Inviscid Wind-Turbine Analysis Using Distributed Vorticity Elements

Open Access
Basom, Blair J.
Graduate Program:
Aerospace Engineering
Master of Science
Document Type:
Master Thesis
Date of Defense:
Committee Members:
  • Mark David Maughmer, Thesis Advisor
  • wind turbine
  • horizontal axis
  • vortex lattice
  • wake modeling
  • relaxed wake
  • inviscid analysis
  • prescribed wake
  • Goldstein rotor
With the recent push for green energy technologies by governments around the world, interest in wind energy has skyrocketed. From 2006 to 2009 worldwide wind power production has doubled. To continue the pace of wind-turbine innovation, more advanced design and analysis methods are needed. The primary tool currently used for wind-turbine design is the blade element momentum method, which lacks a detailed wake model and relies on an assumption of non-interacting streamtubes.

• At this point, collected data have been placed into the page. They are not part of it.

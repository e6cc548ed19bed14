use std::collections::BTreeMap;

use serde::{Deserialize, Serialize};

use crate::store::{contacts_key, DocumentStore, StoreError};

/// Contact fields shown in a player tooltip.
#[derive(Clone, Debug, Default, PartialEq, Eq, Serialize, Deserialize)]
pub struct ContactInfo {
    #[serde(default)]
    pub email: String,
    #[serde(default)]
    pub phone: String,
}

/// Player name to contact fields.
pub type ContactDirectory = BTreeMap<String, ContactInfo>;

/// Access to the contact directory of one sport.
///
/// Contacts live in their own persistence stream, fully decoupled from
/// bracket state: a bracket works fine without any contact data, tooltips
/// just have nothing to show.
pub struct ContactsClient<'a, S> {
    store: &'a S,
    sport: &'a str,
}

impl<'a, S> ContactsClient<'a, S>
where
    S: DocumentStore,
{
    pub(crate) fn new(store: &'a S, sport: &'a str) -> Self {
        Self { store, sport }
    }

    /// Loads the contact directory, seeding the store with `initial` on the
    /// first ever load.
    ///
    /// Absent data is not an error; neither is an unreachable store. Both
    /// degrade to whatever `initial` provides (usually nothing).
    pub async fn load(&self, initial: &ContactDirectory) -> ContactDirectory {
        let document = match self.store.get(&contacts_key(self.sport)).await {
            Ok(document) => document,
            Err(err) => {
                log::error!("Failed to load contacts for {}: {}", self.sport, err);
                return initial.clone();
            }
        };

        match document {
            Some(document) => match serde_json::from_value(document) {
                Ok(contacts) => contacts,
                Err(err) => {
                    log::error!("Malformed contact directory for {}: {}", self.sport, err);
                    initial.clone()
                }
            },
            None => {
                if !initial.is_empty() {
                    if let Err(err) = self.save(initial).await {
                        log::error!("Failed to seed contacts for {}: {}", self.sport, err);
                    }
                }

                initial.clone()
            }
        }
    }

    /// Overwrites the stored contact directory.
    pub async fn save(&self, contacts: &ContactDirectory) -> Result<(), StoreError> {
        let document = serde_json::to_value(contacts)?;
        self.store.put(&contacts_key(self.sport), document).await
    }
}

#[cfg(test)]
mod tests {
    use super::*;
    use crate::store::MemoryStore;

    fn directory() -> ContactDirectory {
        let mut contacts = ContactDirectory::new();
        contacts.insert(
            "Ana".to_owned(),
            ContactInfo {
                email: "ana@example.com".to_owned(),
                phone: "x1234".to_owned(),
            },
        );
        contacts
    }

    #[tokio::test]
    async fn test_load_missing_is_empty() {
        let store = MemoryStore::new();
        let client = ContactsClient::new(&store, "chess");

        let contacts = client.load(&ContactDirectory::new()).await;
        assert!(contacts.is_empty());

        // Nothing gets seeded from an empty initial directory.
        assert!(store.get(&contacts_key("chess")).await.unwrap().is_none());
    }

    #[tokio::test]
    async fn test_first_load_seeds_initial() {
        let store = MemoryStore::new();
        let client = ContactsClient::new(&store, "chess");

        let contacts = client.load(&directory()).await;
        assert_eq!(contacts, directory());

        // The seed is now persisted and a later load without an initial
        // directory still sees it.
        let contacts = client.load(&ContactDirectory::new()).await;
        assert_eq!(contacts, directory());
    }

    #[tokio::test]
    async fn test_save_and_load() {
        let store = MemoryStore::new();
        let client = ContactsClient::new(&store, "foosball");

        let mut contacts = directory();
        contacts.insert("Ben".to_owned(), ContactInfo::default());
        client.save(&contacts).await.unwrap();

        assert_eq!(client.load(&ContactDirectory::new()).await, contacts);
    }
}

These simplifications limit the designer’s ability to tailor the blade shape to minimize the induced power loss of the rotor. Improved prediction of the induced velocity distribution on the blades can be achieved through the use of potential flow models. This thesis presents the implementation of one such model featuring the use of distributed vorticity elements. Distributed vorticity elements are quadrilateral elements with vortex filaments of equal and opposite strength along their leading and trailing edges connected by a sheet of distributed vorticity. The circulation of the filaments varies quadratically with the local spanwise coordinate, while the strength of the sheet varies linearly. Both the rotor and its wake are paneled using these elements. Because the wake has a strong influence on the flow at the rotor, the accurate prediction of its geometry is highly important. To this end a force-free relaxed wake model is presented, as well as fixed wake and hybrid wake models that are less numerically intensive than the relaxed wake model. Comparison is made to Goldstein’s theoretical solution for the ideal lightly-loaded rotor, as well as to the blade element momentum method.